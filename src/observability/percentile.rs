use std::collections::VecDeque;

use parking_lot::Mutex;

/// Tuning for [`PercentileTracker`].
#[derive(Debug, Clone, Copy, PartialEq)]
pub struct PercentileSettings {
    /// Maximum samples kept; the oldest is evicted first.
    pub capacity: usize,
    /// Recompute when the window length is a positive multiple of this.
    pub recompute_interval: usize,
    /// Quantile in `[0, 1)`, 0.99 for p99.
    pub percentile: f64,
    /// Threshold reported until the first recomputation.
    pub initial_threshold_ms: u64,
}

impl Default for PercentileSettings {
    fn default() -> Self {
        Self {
            capacity: 1_000,
            recompute_interval: 100,
            percentile: 0.99,
            initial_threshold_ms: 1_000,
        }
    }
}

/// Moving p99 of request durations, used as the adaptive slow-request cutoff.
///
/// One instance is shared by every request in the process. The sample window and
/// the cached threshold sit behind a single lock so that updates from concurrent
/// worker threads never interleave a push with a recomputation.
#[derive(Debug)]
pub struct PercentileTracker {
    settings: PercentileSettings,
    inner: Mutex<TrackerInner>,
}

#[derive(Debug)]
struct TrackerInner {
    durations: VecDeque<u64>,
    threshold_ms: u64,
    recomputations: u64,
}

impl PercentileTracker {
    pub fn new(settings: PercentileSettings) -> Self {
        let settings = PercentileSettings {
            capacity: settings.capacity.max(1),
            recompute_interval: settings.recompute_interval.max(1),
            percentile: settings.percentile.clamp(0.0, 1.0),
            initial_threshold_ms: settings.initial_threshold_ms,
        };

        Self {
            inner: Mutex::new(TrackerInner {
                durations: VecDeque::with_capacity(settings.capacity),
                threshold_ms: settings.initial_threshold_ms,
                recomputations: 0,
            }),
            settings,
        }
    }

    pub fn settings(&self) -> &PercentileSettings {
        &self.settings
    }

    /// Append a sample and recompute the threshold at interval boundaries.
    pub fn update(&self, duration_ms: u64) {
        let mut inner = self.inner.lock();

        if inner.durations.len() >= self.settings.capacity {
            inner.durations.pop_front();
        }
        inner.durations.push_back(duration_ms);

        let len = inner.durations.len();
        let interval = self.settings.recompute_interval;
        if len >= interval && len % interval == 0 {
            let mut sorted: Vec<u64> = inner.durations.iter().copied().collect();
            sorted.sort_unstable();

            let index = (len as f64 * self.settings.percentile).floor() as usize;
            // Quantiles at 1.0 land one past the end; keep the old threshold then.
            if let Some(&value) = sorted.get(index) {
                inner.threshold_ms = value;
            }
            inner.recomputations += 1;

            tracing::trace!(
                samples = len,
                threshold_ms = inner.threshold_ms,
                "recomputed slow-request threshold"
            );
        }
    }

    pub fn threshold(&self) -> u64 {
        self.inner.lock().threshold_ms
    }

    pub fn sample_count(&self) -> usize {
        self.inner.lock().durations.len()
    }

    pub fn recomputations(&self) -> u64 {
        self.inner.lock().recomputations
    }
}

impl Default for PercentileTracker {
    fn default() -> Self {
        Self::new(PercentileSettings::default())
    }
}
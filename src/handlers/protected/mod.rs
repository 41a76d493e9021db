// handlers/protected/mod.rs - Protected handlers (JWT authentication required)
//
// Route prefix: /api/*. `jwt_auth_middleware` runs first and has already put
// the user (and any impersonation) on the request log by the time these run.

pub mod todos;
pub mod whoami;

pub use todos::{todo_delete, todos_get, todos_post, Todo, TodoStore};
pub use whoami::whoami_get;
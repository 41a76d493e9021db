// app.rs - Router assembly
//
// Route tiers mirror the handler layout: public routes need no token,
// protected routes sit behind JWT auth. The request log wraps everything;
// its filter decides which paths get a context.

use std::sync::Arc;

use axum::{
    middleware::from_fn_with_state,
    routing::{delete, get},
    Router,
};
use tower_http::{cors::CorsLayer, trace::TraceLayer};

use crate::config::{AppConfig, SecurityConfig};
use crate::handlers::{self, protected, public};
use crate::middleware::{jwt_auth_middleware, request_log_middleware};
use crate::observability::{LogSink, Observability};

/// Shared handler state
#[derive(Clone)]
pub struct AppState {
    pub observability: Arc<Observability>,
    pub security: Arc<SecurityConfig>,
    pub todos: Arc<protected::TodoStore>,
}

impl AppState {
    pub fn new(observability: Arc<Observability>, security: SecurityConfig) -> Self {
        Self {
            observability,
            security: Arc::new(security),
            todos: Arc::new(protected::TodoStore::new()),
        }
    }

    /// Observability and token validation both driven by `config`.
    pub fn from_config(config: &AppConfig, sink: Arc<dyn LogSink>) -> Self {
        let observability = Arc::new(Observability::from_config(config, sink));
        Self::new(observability, config.security.clone())
    }
}

pub fn app(state: AppState) -> Router {
    let observability = Arc::clone(&state.observability);

    Router::new()
        .merge(public_routes())
        .merge(protected_routes(state.clone()))
        .with_state(state)
        // Global middleware
        .layer(from_fn_with_state(observability, request_log_middleware))
        .layer(CorsLayer::permissive())
        .layer(TraceLayer::new_for_http())
}

fn public_routes() -> Router<AppState> {
    Router::new()
        .route("/", get(handlers::root))
        .route("/health", get(handlers::health))
        .route("/api/health", get(handlers::health))
        .route("/api/_auth/session", get(public::session_get))
}

fn protected_routes(state: AppState) -> Router<AppState> {
    Router::new()
        .route("/api/auth/whoami", get(protected::whoami_get))
        .route(
            "/api/orgs/:slug/todos",
            get(protected::todos_get).post(protected::todos_post),
        )
        .route("/api/orgs/:slug/todos/:id", delete(protected::todo_delete))
        .route_layer(from_fn_with_state(state, jwt_auth_middleware))
}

■ **Problem statement**: Transcribe the full listing, word for word.

■ **Output of the exercise**:
filename src/observability/percentile.rs
use std::collections::VecDeque;

use parking_lot::Mutex;

/// Tuning for [`PercentileTracker`].
#[derive(Debug, Clone, Copy, PartialEq)]
pub struct PercentileSettings {
    /// Maximum samples kept; the oldest is evicted first.
    pub capacity: usize,
    /// Recompute when the window length is a positive multiple of this.
    pub recompute_interval: usize,
    /// Quantile in `[0, 1)`, 0.99 for p99.
    pub percentile: f64,
    /// Threshold reported until the first recomputation.
    pub initial_threshold_ms: u64,
}

impl Default for PercentileSettings {
    fn default() -> Self {
        Self {
            capacity: 1_000,
            recompute_interval: 100,
            percentile: 0.99,
            initial_threshold_ms: 1_000,
        }
    }
}

/// Moving p99 of request durations, used as the adaptive slow-request cutoff.
///
/// One instance is shared by every request in the process. The sample window and
/// the cached threshold sit behind a single lock so that updates from concurrent
/// worker threads never interleave a push with a recomputation.
#[derive(Debug)]
pub struct PercentileTracker {
    settings: PercentileSettings,
    inner: Mutex<TrackerInner>,
}

#[derive(Debug)]
struct TrackerInner {
    durations: VecDeque<u64>,
    threshold_ms: u64,
    recomputations: u64,
}

impl PercentileTracker {
    pub fn new(settings: PercentileSettings) -> Self {
        let settings = PercentileSettings {
            capacity: settings.capacity.max(1),
            recompute_interval: settings.recompute_interval.max(1),
            percentile: settings.percentile.clamp(0.0, 1.0),
            initial_threshold_ms: settings.initial_threshold_ms,
        };

        Self {
            inner: Mutex::new(TrackerInner {
                durations: VecDeque::with_capacity(settings.capacity),
                threshold_ms: settings.initial_threshold_ms,
                recomputations: 0,
            }),
            settings,
        }
    }

    pub fn settings(&self) -> &PercentileSettings {
        &self.settings
    }

    /// Append a sample and recompute the threshold at interval boundaries.
    pub fn update(&self, duration_ms: u64) {
        let mut inner = self.inner.lock();

        if inner.durations.len() >= self.settings.capacity {
            inner.durations.pop_front();
        }
        inner.durations.push_back(duration_ms);

        let len = inner.durations.len();
        let interval = self.settings.recompute_interval;
        if len >= interval && len % interval == 0 {
            let mut sorted: Vec<u64> = inner.durations.iter().copied().collect();
            sorted.sort_unstable();

            let index = (len as f64 * self.settings.percentile).floor() as usize;
            // Quantiles at 1.0 land one past the end; keep the old threshold then.
            if let Some(&value) = sorted.get(index) {
                inner.threshold_ms = value;
            }
            inner.recomputations += 1;

            tracing::trace!(
                samples = len,
                threshold_ms = inner.threshold_ms,
                "recomputed slow-request threshold"
            );
        }
    }

    pub fn threshold(&self) -> u64 {
        self.inner.lock().threshold_ms
    }

    pub fn sample_count(&self) -> usize {
        self.inner.lock().durations.len()
    }

    pub fn recomputations(&self) -> u64 {
        self.inner.lock().recomputations
    }
}

impl Default for PercentileTracker {
    fn default() -> Self {
        Self::new(PercentileSettings::default())
    }
}
filename src/handlers/protected/mod.rs
repository 41a76d493e9021db
// handlers/protected/mod.rs - Protected handlers (JWT authentication required)
//
// Route prefix: /api/*. `jwt_auth_middleware` runs first and has already put
// the user (and any impersonation) on the request log by the time these run.

pub mod todos;
pub mod whoami;

pub use todos::{todo_delete, todos_get, todos_post, Todo, TodoStore};
pub use whoami::whoami_get;
repository 41a76d493e9021db
// app.rs - Router assembly
//
// Route tiers mirror the handler layout: public routes need no token,
// protected routes sit behind JWT auth. The request log wraps everything;
// its filter decides which paths get a context.

use std::sync::Arc;

use axum::{
    middleware::from_fn_with_state,
    routing::{delete, get},
    Router,
};
use tower_http::{cors::CorsLayer, trace::TraceLayer};

use crate::config::{AppConfig, SecurityConfig};
use crate::handlers::{self, protected, public};
use crate::middleware::{jwt_auth_middleware, request_log_middleware};
use crate::observability::{LogSink, Observability};

/// Shared handler state
#[derive(Clone)]
pub struct AppState {
    pub observability: Arc<Observability>,
    pub security: Arc<SecurityConfig>,
    pub todos: Arc<protected::TodoStore>,
}

impl AppState {
    pub fn new(observability: Arc<Observability>, security: SecurityConfig) -> Self {
        Self {
            observability,
            security: Arc::new(security),
            todos: Arc::new(protected::TodoStore::new()),
        }
    }

    /// Observability and token validation both driven by `config`.
    pub fn from_config(config: &AppConfig, sink: Arc<dyn LogSink>) -> Self {
        let observability = Arc::new(Observability::from_config(config, sink));
        Self::new(observability, config.security.clone())
    }
}

pub fn app(state: AppState) -> Router {
    let observability = Arc::clone(&state.observability);

    Router::new()
        .merge(public_routes())
        .merge(protected_routes(state.clone()))
        .with_state(state)
        // Global middleware
        .layer(from_fn_with_state(observability, request_log_middleware))
        .layer(CorsLayer::permissive())
        .layer(TraceLayer::new_for_http())
}

fn public_routes() -> Router<AppState> {
    Router::new()
        .route("/", get(handlers::root))
        .route("/health", get(handlers::health))
        .route("/api/health", get(handlers::health))
        .route("/api/_auth/session", get(public::session_get))
}

fn protected_routes(state: AppState) -> Router<AppState> {
    Router::new()
        .route("/api/auth/whoami", get(protected::whoami_get))
        .route(
            "/api/orgs/:slug/todos",
            get(protected::todos_get).post(protected::todos_post),
        )
        .route("/api/orgs/:slug/todos/:id", delete(protected::todo_delete))
        .route_layer(from_fn_with_state(state, jwt_auth_middleware))
}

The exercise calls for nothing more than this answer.